Bitcoin (BTC) is back above the $75,000 level, a zone that traders are watching closely as a key weekly support.
Key Takeaways
- $75,000 is the key weekly level deciding the next move.
- Holding the April 2025 low keeps the uptrend alive; losing it shifts focus lower.
After a sharp correction, price has returned to an area that often decides whether a market resumes its trend or slides into a deeper reset. According to analysis shared by Merlijin The Trader, the current structure leaves the market with two clearly defined scenarios, both hinging on how Bitcoin behaves around this level.

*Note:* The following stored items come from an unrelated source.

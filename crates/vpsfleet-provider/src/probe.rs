//! Pluggable endpoint probes

use async_trait::async_trait;
use std::io::ErrorKind;
use std::time::Duration;
use tokio::net::TcpStream;

/// What a single probe attempt observed.
#[derive(Debug, Clone, Copy, PartialEq, Eq)]
pub enum ProbeStatus {
    /// The endpoint accepted a connection.
    Open,
    /// Not accepting yet; worth retrying.
    Closed,
    /// Terminal failure (resolution, routing); retrying is pointless.
    Error,
}

#[derive(Debug, Clone)]
pub struct ProbeOutcome {
    pub status: ProbeStatus,
    pub error: Option<String>,
}

impl ProbeOutcome {
    pub fn open() -> Self {
        Self {
            status: ProbeStatus::Open,
            error: None,
        }
    }

    pub fn closed() -> Self {
        Self {
            status: ProbeStatus::Closed,
            error: None,
        }
    }

    pub fn error(message: impl Into<String>) -> Self {
        Self {
            status: ProbeStatus::Error,
            error: Some(message.into()),
        }
    }
}

/// A reachability check for one endpoint.
///
/// Probes report, they never fail: an unreachable host is an outcome, not an
/// error. One attempt must settle promptly — the readiness loop bounds the
/// overall wait, not the individual probe.
#[async_trait]
pub trait PortProbe: Send + Sync {
    async fn check(&self, host: &str, port: u16) -> ProbeOutcome;
}

/// Direct TCP connect probe with a bounded attempt time.
pub struct TcpProbe {
    pub connect_timeout: Duration,
}

impl Default for TcpProbe {
    fn default() -> Self {
        Self {
            connect_timeout: Duration::from_secs(5),
        }
    }
}

#[async_trait]
impl PortProbe for TcpProbe {
    async fn check(&self, host: &str, port: u16) -> ProbeOutcome {
        let addr = format!("{host}:{port}");
        match tokio::time::timeout(self.connect_timeout, TcpStream::connect(&addr)).await {
            Ok(Ok(_stream)) => ProbeOutcome::open(),
            Ok(Err(e)) if e.kind() == ErrorKind::ConnectionRefused => ProbeOutcome::closed(),
            Ok(Err(e)) => ProbeOutcome::error(e.to_string()),
            // A silently dropped SYN looks like a port that is not open yet
            Err(_) => ProbeOutcome::closed(),
        }
    }
}
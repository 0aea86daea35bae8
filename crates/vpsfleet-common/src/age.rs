//! Human-readable age formatting

use chrono::Duration;

/// Format an age as `"[D days, ][H hours, ]M minutes, S seconds"`.
///
/// Days and hours are omitted while zero; hours are always shown once days
/// are. Negative ages clamp to zero.
pub fn format_age(age: Duration) -> String {
    let mut secs = age.num_seconds().max(0);

    let days = secs / 86_400;
    secs %= 86_400;
    let hours = secs / 3_600;
    secs %= 3_600;
    let mins = secs / 60;
    secs %= 60;

    let mut out = String::new();
    if days > 0 {
        out.push_str(&format!("{days} days, "));
    }
    if days > 0 || hours > 0 {
        out.push_str(&format!("{hours} hours, "));
    }
    out.push_str(&format!("{mins} minutes, {secs} seconds"));
    out
}

#[cfg(test)]
mod tests {
    use super::*;

    #[test]
    fn seconds_only() {
        assert_eq!(format_age(Duration::seconds(42)), "0 minutes, 42 seconds");
    }

    #[test]
    fn minutes_and_seconds() {
        assert_eq!(
            format_age(Duration::seconds(3 * 60 + 5)),
            "3 minutes, 5 seconds"
        );
    }

    #[test]
    fn hours_shown_when_nonzero() {
        assert_eq!(
            format_age(Duration::seconds(2 * 3600 + 60 + 1)),
            "2 hours, 1 minutes, 1 seconds"
        );
    }

    #[test]
    fn days_force_hours() {
        assert_eq!(
            format_age(Duration::seconds(86_400 + 30)),
            "1 days, 0 hours, 0 minutes, 30 seconds"
        );
    }

    #[test]
    fn negative_clamps_to_zero() {
        assert_eq!(format_age(Duration::seconds(-5)), "0 minutes, 0 seconds");
    }
}
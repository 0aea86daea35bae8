//! Public entry point
//!
//! Ties the provisioning workflow, inventory, reaper and readiness waiter to
//! one vendor backend, translating human-readable size/region/image names
//! through the vendor's read-only catalogs (fetched once, then cached).

use crate::api::{PlanRecord, VendorApi};
use crate::error::{Error, Result};
use crate::inventory::{Inventory, Listing};
use crate::probe::{PortProbe, TcpProbe};
use crate::provision::{Batch, ProvisionSpec, ProvisioningWorkflow};
use crate::readiness::{Endpoint, ReadinessReport, wait_for_port};
use crate::reaper::{Reaper, ReleaseReport};
use std::sync::Arc;
use std::time::Duration;
use tokio::sync::OnceCell;
use tracing::warn;
use vpsfleet_common::{BatchId, defaults};

/// Human-readable size names accepted by `acquire`, resolved against plan
/// catalog labels.
const SIZE_ALIASES: &[(&str, &str)] = &[
    ("1gb", "Standard 1024"),
    ("2gb", "Standard 2048"),
    ("4gb", "Standard 4096"),
    ("8gb", "Standard 8192"),
];

/// Shorthand image names, resolved against image catalog labels. Unknown
/// names are treated as literal catalog labels.
const IMAGE_ALIASES: &[(&str, &str)] = &[
    ("@ubuntu", "Ubuntu 16.04 LTS"),
    ("@ubuntu16", "Ubuntu 16.04 LTS"),
    ("@ubuntu14", "Ubuntu 14.04 LTS"),
    ("@debian", "Debian 8"),
    ("@debian8", "Debian 8"),
    ("@debian7", "Debian 7"),
    ("@centos", "CentOS 7"),
    ("@centos7", "CentOS 7"),
    ("@centos6", "CentOS 6.8"),
    ("@fedora", "Fedora 25"),
    ("@fedora25", "Fedora 25"),
    ("@fedora24", "Fedora 24"),
];

/// Default instance options applied when an acquisition leaves them unset.
#[derive(Debug, Clone)]
pub struct ProviderConfig {
    pub name: String,
    pub size: String,
    pub region: String,
    pub image: String,
    pub ssh_public_key: Option<String>,
}

impl Default for ProviderConfig {
    fn default() -> Self {
        Self {
            name: "vps".to_string(),
            size: "1gb".to_string(),
            region: "atlanta".to_string(),
            image: "@ubuntu16".to_string(),
            ssh_public_key: None,
        }
    }
}

/// Per-acquisition overrides; unset fields fall back to [`ProviderConfig`].
#[derive(Debug, Clone, Default)]
pub struct AcquireOptions {
    pub name: Option<String>,
    pub size: Option<String>,
    pub region: Option<String>,
    pub image: Option<String>,
    pub kernel: Option<String>,
    pub ssh_public_key: Option<String>,
    pub timeout: Option<Duration>,
    pub interval: Option<Duration>,
}

/// Options for readiness waiting.
#[derive(Clone, Default)]
pub struct ReadinessOptions {
    pub timeout: Option<Duration>,
    pub interval: Option<Duration>,
    /// Port probed when waiting on a batch by id.
    pub port: Option<u16>,
    /// Probe override; direct TCP connect when unset.
    pub probe: Option<Arc<dyn PortProbe>>,
}

#[derive(Default)]
struct Catalogs {
    plans: OnceCell<Vec<PlanRecord>>,
    regions: OnceCell<Vec<crate::api::RegionRecord>>,
    images: OnceCell<Vec<crate::api::ImageRecord>>,
}

/// Provisions and decommissions server batches against one vendor backend.
pub struct ServerProvider {
    api: Arc<dyn VendorApi>,
    config: ProviderConfig,
    catalogs: Catalogs,
}

impl ServerProvider {
    pub fn new(api: Arc<dyn VendorApi>, config: ProviderConfig) -> Self {
        Self {
            api,
            config,
            catalogs: Catalogs::default(),
        }
    }

    /// Acquire `count` servers as one new batch.
    pub async fn acquire(&self, count: usize, options: AcquireOptions) -> Result<Batch> {
        let spec = self.resolve_spec(&options).await?;
        ProvisioningWorkflow::new(self.api.as_ref(), spec)
            .run(count)
            .await
    }

    /// List managed servers, optionally restricted to one batch.
    pub async fn list(&self, batch_id: Option<&str>) -> Result<Listing> {
        let filter = match batch_id {
            Some(raw) => Some(
                BatchId::parse(raw)
                    .ok_or_else(|| Error::validation(format!("invalid batch id '{raw}'")))?,
            ),
            None => None,
        };
        Inventory::new(self.api.as_ref()).list(filter.as_ref()).await
    }

    /// Release every member of the named batch.
    pub async fn release(&self, batch_id: &str) -> Result<ReleaseReport> {
        Reaper::new(self.api.as_ref()).release(batch_id).await
    }

    /// Release every managed server older than `minutes`.
    pub async fn release_older_than(&self, minutes: i64) -> Result<ReleaseReport> {
        Reaper::new(self.api.as_ref())
            .release_older_than(minutes)
            .await
    }

    /// Wait for explicit `host:port` endpoint specs to become reachable.
    pub async fn wait_for_endpoints(
        &self,
        specs: &[String],
        options: ReadinessOptions,
    ) -> Result<ReadinessReport> {
        let endpoints = specs
            .iter()
            .map(|spec| Endpoint::parse(spec))
            .collect::<Result<Vec<_>>>()?;
        self.wait(endpoints, options).await
    }

    /// Wait for every server of a batch to accept connections on one port
    /// (SSH by default).
    ///
    /// Servers the vendor never gave a public address are skipped with a
    /// warning; there is nothing to probe for them.
    pub async fn wait_for_reachable(
        &self,
        batch_id: &str,
        options: ReadinessOptions,
    ) -> Result<ReadinessReport> {
        if BatchId::parse(batch_id).is_none() {
            return Err(Error::validation(format!("invalid batch id '{batch_id}'")));
        }
        let port = options.port.unwrap_or(defaults::DEFAULT_SSH_PORT);
        let listing = self.list(Some(batch_id)).await?;

        let mut endpoints = Vec::new();
        for server in &listing.servers {
            match &server.ip {
                Some(ip) => endpoints.push(Endpoint::new(ip.clone(), port)),
                None => warn!(server_id = %server.id, "Server has no public address, skipping"),
            }
        }
        endpoints.sort_unstable_by(|a, b| (&a.host, a.port).cmp(&(&b.host, b.port)));
        endpoints.dedup();
        self.wait(endpoints, options).await
    }

    async fn wait(
        &self,
        endpoints: Vec<Endpoint>,
        options: ReadinessOptions,
    ) -> Result<ReadinessReport> {
        let timeout = options.timeout.unwrap_or(defaults::DEFAULT_READINESS_TIMEOUT);
        let interval = options
            .interval
            .unwrap_or(defaults::DEFAULT_READINESS_INTERVAL);
        let default_probe;
        let probe: &dyn PortProbe = match &options.probe {
            Some(probe) => probe.as_ref(),
            None => {
                default_probe = TcpProbe::default();
                &default_probe
            }
        };
        wait_for_port(endpoints, timeout, interval, probe).await
    }

    /// Translate human-readable options into vendor identifiers.
    async fn resolve_spec(&self, options: &AcquireOptions) -> Result<ProvisionSpec> {
        let size = options
            .size
            .as_deref()
            .unwrap_or(&self.config.size)
            .to_lowercase();
        let size_label = SIZE_ALIASES
            .iter()
            .find(|(alias, _)| *alias == size)
            .map(|(_, label)| *label)
            .ok_or_else(|| Error::validation(format!("unsupported size '{size}'")))?;
        let plans = self
            .catalogs
            .plans
            .get_or_try_init(|| async { self.api.plans().await })
            .await
            .map_err(|e| Error::transport("plans", e))?;
        let plan_id = plans
            .iter()
            .find(|plan| plan.label == size_label)
            .map(|plan| plan.id.clone())
            .ok_or_else(|| Error::validation(format!("size '{size}' not offered by vendor")))?;

        let region = options
            .region
            .as_deref()
            .unwrap_or(&self.config.region)
            .to_lowercase();
        let regions = self
            .catalogs
            .regions
            .get_or_try_init(|| async { self.api.regions().await })
            .await
            .map_err(|e| Error::transport("regions", e))?;
        let region_id = regions
            .iter()
            .find(|r| r.label == region)
            .map(|r| r.id.clone())
            .ok_or_else(|| Error::validation(format!("unsupported region '{region}'")))?;

        let image = options.image.as_deref().unwrap_or(&self.config.image);
        let image_label = IMAGE_ALIASES
            .iter()
            .find(|(alias, _)| *alias == image.to_lowercase())
            .map_or(image, |(_, label)| *label);
        let images = self
            .catalogs
            .images
            .get_or_try_init(|| async { self.api.images().await })
            .await
            .map_err(|e| Error::transport("images", e))?;
        let image_id = images
            .iter()
            .find(|i| i.label == image_label)
            .map(|i| i.id.clone())
            .ok_or_else(|| Error::validation(format!("unsupported image '{image}'")))?;

        Ok(ProvisionSpec {
            name: options
                .name
                .clone()
                .unwrap_or_else(|| self.config.name.clone()),
            plan_id,
            region_id,
            image_id,
            kernel_id: options.kernel.clone(),
            ssh_public_key: options
                .ssh_public_key
                .clone()
                .or_else(|| self.config.ssh_public_key.clone()),
            timeout: options
                .timeout
                .unwrap_or(defaults::DEFAULT_PROVISION_TIMEOUT),
            interval: options
                .interval
                .unwrap_or(defaults::DEFAULT_PROVISION_INTERVAL),
        })
    }
}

BITCOIN DOESN’T RALLY WITHOUT FIRST SHAKING EVERYONE OUT.
The deeper the sweep,
the stronger the base.Old liquidity near $69K is textbook Wyckoff spring.
Fear builds the bottom.
Patience catches the move.That’s how the next leg is born. pic.twitter.com/VT4PmgNfn0
— Merlijn The Trader (@MerlijnTrader) February 3, 2026
Merlijin’s chart highlights a recurring cycle behavior: deep sell-offs that flush liquidity and force capitulation before the next major leg begins. He points to old liquidity clustered between roughly $69,000 and $75,000 as a classic base-building zone, where fear peaks and stronger buyers tend to step in. At the same time, Bitcoin is trading below both the 20-week and 50-week moving averages, keeping the technical picture tense.
$75K Holds and the Trend Survives
The first scenario assumes that the April 2025 low remains intact and that the recent move into the $75,000 area forms a higher low on the weekly chart. If this plays out, the broader structure of higher highs and higher lows stays in place, and the drop toward $75,000 is treated as a deep pullback rather than a trend break.
From a moving-average perspective, the 20-week pressing into or below the 50-week average is not ideal, but it does not automatically signal a bear market. In many past cycles, this crossover has appeared late, after most of the damage was already done. For this scenario to gain traction, Bitcoin needs to stop printing lower lows in this zone and start showing stronger weekly closes. A decisive weekly close back above the 50-week moving average, currently near $100,400, would suggest that momentum has shifted back toward the bulls.
Structure Breaks and Lower Levels Open Up
The second scenario is simpler and far less forgiving. If Bitcoin loses the April 2025 low, the higher-low structure fails. In that case, the $75,000 level no longer acts as support, and downside risk expands quickly.
Once this structural break occurs, the $50,000–$60,000 range becomes the next major area to watch. This zone stands out both psychologically and historically, as it has often acted as a reset region following sharp corrections from cycle highs.

What Will Decide the Outcome
The market’s focus is now on two questions. First, can Bitcoin hold above $75,000 on weekly closes? Second, does the April 2025 low remain intact? As long as both conditions are met, the higher-probability path remains scenario one, where the market builds a base and prepares for another leg higher. If either level fails, scenario two quickly becomes dominant.
For now, Bitcoin sits at a crossroads. The volatility and fear surrounding this zone may feel extreme, but as Merlijin’s analysis suggests, these moments often determine whether a cycle continues or resets before the next major move.